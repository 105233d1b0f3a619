// ============================================================================
// Gather Infrastructure - PostgreSQL Group Repository
// File: crates/gather-infrastructure/src/database/postgres/group_repo_impl.rs
// ============================================================================

use async_trait::async_trait;
use sqlx::{PgPool, FromRow};
use uuid::Uuid;
use tracing::{info, error};
use chrono::{DateTime, Utc};

use gather_core::domain::{Group, GroupMember};
use gather_core::error::DomainError;
use gather_core::repositories::GroupRepository;

pub struct PgGroupRepository {
    pool: PgPool,
}

impl PgGroupRepository {
    pub fn new(pool: PgPool) -> Self {
        Self { pool }
    }
}

// Internal row type for SQLx mapping
#[derive(Debug, FromRow)]
struct GroupRow {
    pub id: Uuid,
    pub name: String,
    pub description: String,
    pub created_at: DateTime<Utc>,
    pub modified_at: Option<DateTime<Utc>>,
}

impl From<GroupRow> for Group {
    fn from(row: GroupRow) -> Self {
        Group {
            id: row.id,
            name: row.name,
            description: row.description,
            created_at: row.created_at,
            modified_at: row.modified_at,
        }
    }
}

fn database_error(context: &'static str) -> impl Fn(sqlx::Error) -> DomainError {
    move |e: sqlx::Error| {
        error!("Database error {}: {}", context, e);
        DomainError::DatabaseError(e.to_string())
    }
}

#[async_trait]
impl GroupRepository for PgGroupRepository {
    async fn find_by_id(&self, id: &Uuid) -> Result<Option<Group>, DomainError> {
        let row: Option<GroupRow> = sqlx::query_as(
            r#"
            SELECT id, name, description, created_at, modified_at
            FROM groups
            WHERE id = $1
            "#
        )
        .bind(id)
        .fetch_optional(&self.pool)
        .await
        .map_err(database_error("finding group by id"))?;

        Ok(row.map(|r| r.into()))
    }

    async fn find_by_member(&self, user_id: &Uuid) -> Result<Vec<Group>, DomainError> {
        let rows: Vec<GroupRow> = sqlx::query_as(
            r#"
            SELECT g.id, g.name, g.description, g.created_at, g.modified_at
            FROM groups g
            INNER JOIN group_members m ON m.group_id = g.id
            WHERE m.user_id = $1
            ORDER BY g.created_at, g.id
            "#
        )
        .bind(user_id)
        .fetch_all(&self.pool)
        .await
        .map_err(database_error("listing groups for member"))?;

        Ok(rows.into_iter().map(Into::into).collect())
    }

    async fn create_with_leader(&self, group: &Group, leader: &GroupMember) -> Result<Group, DomainError> {
        info!("Creating group: {}", group.name);

        let mut tx = self.pool.begin().await.map_err(database_error("opening transaction"))?;

        let row: GroupRow = sqlx::query_as(
            r#"
            INSERT INTO groups (id, name, description, created_at, modified_at)
            VALUES ($1, $2, $3, $4, $5)
            RETURNING id, name, description, created_at, modified_at
            "#
        )
        .bind(group.id)
        .bind(&group.name)
        .bind(&group.description)
        .bind(group.created_at)
        .bind(group.modified_at)
        .fetch_one(&mut *tx)
        .await
        .map_err(database_error("creating group"))?;

        sqlx::query(
            r#"
            INSERT INTO group_members (id, group_id, user_id, leader, created_at, modified_at)
            VALUES ($1, $2, $3, $4, $5, $6)
            "#
        )
        .bind(leader.id)
        .bind(leader.group_id)
        .bind(leader.user_id)
        .bind(leader.leader)
        .bind(leader.created_at)
        .bind(leader.modified_at)
        .execute(&mut *tx)
        .await
        .map_err(database_error("creating group leader"))?;

        tx.commit().await.map_err(database_error("committing group creation"))?;

        info!("Group created successfully: {}", row.id);
        Ok(row.into())
    }

    async fn update(&self, group: &Group, leader_ids: &[Uuid]) -> Result<Group, DomainError> {
        let mut tx = self.pool.begin().await.map_err(database_error("opening transaction"))?;

        let row: Option<GroupRow> = sqlx::query_as(
            r#"
            UPDATE groups
            SET
                name = $2,
                description = $3,
                modified_at = $4
            WHERE id = $1
            RETURNING id, name, description, created_at, modified_at
            "#
        )
        .bind(group.id)
        .bind(&group.name)
        .bind(&group.description)
        .bind(group.modified_at)
        .fetch_optional(&mut *tx)
        .await
        .map_err(database_error("updating group"))?;

        let row = row.ok_or(DomainError::GroupNotFound(group.id))?;

        if !leader_ids.is_empty() {
            let promoted = sqlx::query(
                r#"
                UPDATE group_members
                SET leader = TRUE, modified_at = NOW()
                WHERE group_id = $1 AND user_id = ANY($2) AND leader = FALSE
                "#
            )
            .bind(group.id)
            .bind(leader_ids)
            .execute(&mut *tx)
            .await
            .map_err(database_error("promoting group leaders"))?
            .rows_affected();

            info!("Promoted {} member(s) of group {} to leader", promoted, group.id);
        }

        tx.commit().await.map_err(database_error("committing group update"))?;

        Ok(row.into())
    }

    async fn delete(&self, id: &Uuid) -> Result<bool, DomainError> {
        // group_members and meetings cascade
        let result = sqlx::query(
            r#"
            DELETE FROM groups
            WHERE id = $1
            "#
        )
        .bind(id)
        .execute(&self.pool)
        .await
        .map_err(database_error("deleting group"))?;

        Ok(result.rows_affected() > 0)
    }
}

HOW TO COMPLETE THIS TASK:
Every line above from the line with "WHERE m.user_id = $1" to the line with "VALUES ($1, $2, $3, $4, $5)", inclusive, must be returned exactly; no other line belongs in the reply.

ANSWER SECTION:
            WHERE m.user_id = $1
            ORDER BY g.created_at, g.id
            "#
        )
        .bind(user_id)
        .fetch_all(&self.pool)
        .await
        .map_err(database_error("listing groups for member"))?;

        Ok(rows.into_iter().map(Into::into).collect())
    }

    async fn create_with_leader(&self, group: &Group, leader: &GroupMember) -> Result<Group, DomainError> {
        info!("Creating group: {}", group.name);

        let mut tx = self.pool.begin().await.map_err(database_error("opening transaction"))?;

        let row: GroupRow = sqlx::query_as(
            r#"
            INSERT INTO groups (id, name, description, created_at, modified_at)
            VALUES ($1, $2, $3, $4, $5)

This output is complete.